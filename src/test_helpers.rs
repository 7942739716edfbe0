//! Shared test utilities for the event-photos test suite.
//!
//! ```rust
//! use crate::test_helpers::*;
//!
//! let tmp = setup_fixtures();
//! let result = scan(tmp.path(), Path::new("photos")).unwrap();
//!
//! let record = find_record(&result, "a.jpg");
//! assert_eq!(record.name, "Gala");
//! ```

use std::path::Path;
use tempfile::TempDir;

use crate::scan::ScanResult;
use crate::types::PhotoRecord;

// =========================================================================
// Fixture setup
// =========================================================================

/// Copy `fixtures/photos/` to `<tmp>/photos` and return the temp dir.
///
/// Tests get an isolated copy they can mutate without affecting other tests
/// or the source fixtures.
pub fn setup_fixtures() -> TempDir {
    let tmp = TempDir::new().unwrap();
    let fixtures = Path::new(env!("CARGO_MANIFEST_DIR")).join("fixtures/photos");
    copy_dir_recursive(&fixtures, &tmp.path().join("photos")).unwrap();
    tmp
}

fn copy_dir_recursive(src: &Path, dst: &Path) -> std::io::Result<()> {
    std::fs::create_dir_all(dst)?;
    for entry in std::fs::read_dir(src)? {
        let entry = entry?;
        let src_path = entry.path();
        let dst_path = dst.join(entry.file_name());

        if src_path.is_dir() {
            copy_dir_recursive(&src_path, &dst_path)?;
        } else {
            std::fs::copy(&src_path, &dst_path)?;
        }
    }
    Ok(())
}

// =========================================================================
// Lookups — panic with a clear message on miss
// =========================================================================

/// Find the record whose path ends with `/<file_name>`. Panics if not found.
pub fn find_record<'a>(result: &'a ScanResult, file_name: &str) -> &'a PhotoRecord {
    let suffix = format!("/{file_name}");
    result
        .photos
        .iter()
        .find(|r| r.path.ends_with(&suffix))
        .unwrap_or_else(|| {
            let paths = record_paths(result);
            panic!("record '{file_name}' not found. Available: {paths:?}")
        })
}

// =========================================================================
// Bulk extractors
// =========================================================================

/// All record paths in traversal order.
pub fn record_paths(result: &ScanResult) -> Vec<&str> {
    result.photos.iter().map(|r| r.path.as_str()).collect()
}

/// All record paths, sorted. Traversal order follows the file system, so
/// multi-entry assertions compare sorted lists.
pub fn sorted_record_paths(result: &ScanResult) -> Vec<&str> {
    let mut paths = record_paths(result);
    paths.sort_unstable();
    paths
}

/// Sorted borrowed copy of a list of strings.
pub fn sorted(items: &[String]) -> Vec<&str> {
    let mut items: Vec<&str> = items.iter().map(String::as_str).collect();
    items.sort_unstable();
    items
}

——————————

The records above must be printed again in full, exactly as written.

filename src/test_helpers.rs
repository 7942739716edfbe0
//! Shared test utilities for the event-photos test suite.
//!
//! ```rust
//! use crate::test_helpers::*;
//!
//! let tmp = setup_fixtures();
//! let result = scan(tmp.path(), Path::new("photos")).unwrap();
//!
//! let record = find_record(&result, "a.jpg");
//! assert_eq!(record.name, "Gala");
//! ```

use std::path::Path;
use tempfile::TempDir;

use crate::scan::ScanResult;
use crate::types::PhotoRecord;

// =========================================================================
// Fixture setup
// =========================================================================

/// Copy `fixtures/photos/` to `<tmp>/photos` and return the temp dir.
///
/// Tests get an isolated copy they can mutate without affecting other tests
/// or the source fixtures.
pub fn setup_fixtures() -> TempDir {
    let tmp = TempDir::new().unwrap();
    let fixtures = Path::new(env!("CARGO_MANIFEST_DIR")).join("fixtures/photos");
    copy_dir_recursive(&fixtures, &tmp.path().join("photos")).unwrap();
    tmp
}

fn copy_dir_recursive(src: &Path, dst: &Path) -> std::io::Result<()> {
    std::fs::create_dir_all(dst)?;
    for entry in std::fs::read_dir(src)? {
        let entry = entry?;
        let src_path = entry.path();
        let dst_path = dst.join(entry.file_name());

        if src_path.is_dir() {
            copy_dir_recursive(&src_path, &dst_path)?;
        } else {
            std::fs::copy(&src_path, &dst_path)?;
        }
    }
    Ok(())
}

// =========================================================================
// Lookups — panic with a clear message on miss
// =========================================================================

/// Find the record whose path ends with `/<file_name>`. Panics if not found.
pub fn find_record<'a>(result: &'a ScanResult, file_name: &str) -> &'a PhotoRecord {
    let suffix = format!("/{file_name}");
    result
        .photos
        .iter()
        .find(|r| r.path.ends_with(&suffix))
        .unwrap_or_else(|| {
            let paths = record_paths(result);
            panic!("record '{file_name}' not found. Available: {paths:?}")
        })
}

// =========================================================================
// Bulk extractors
// =========================================================================

/// All record paths in traversal order.
pub fn record_paths(result: &ScanResult) -> Vec<&str> {
    result.photos.iter().map(|r| r.path.as_str()).collect()
}

/// All record paths, sorted. Traversal order follows the file system, so
/// multi-entry assertions compare sorted lists.
pub fn sorted_record_paths(result: &ScanResult) -> Vec<&str> {
    let mut paths = record_paths(result);
    paths.sort_unstable();
    paths
}

/// Sorted borrowed copy of a list of strings.
pub fn sorted(items: &[String]) -> Vec<&str> {
    let mut items: Vec<&str> = items.iter().map(String::as_str).collect();
    items.sort_unstable();
    items
}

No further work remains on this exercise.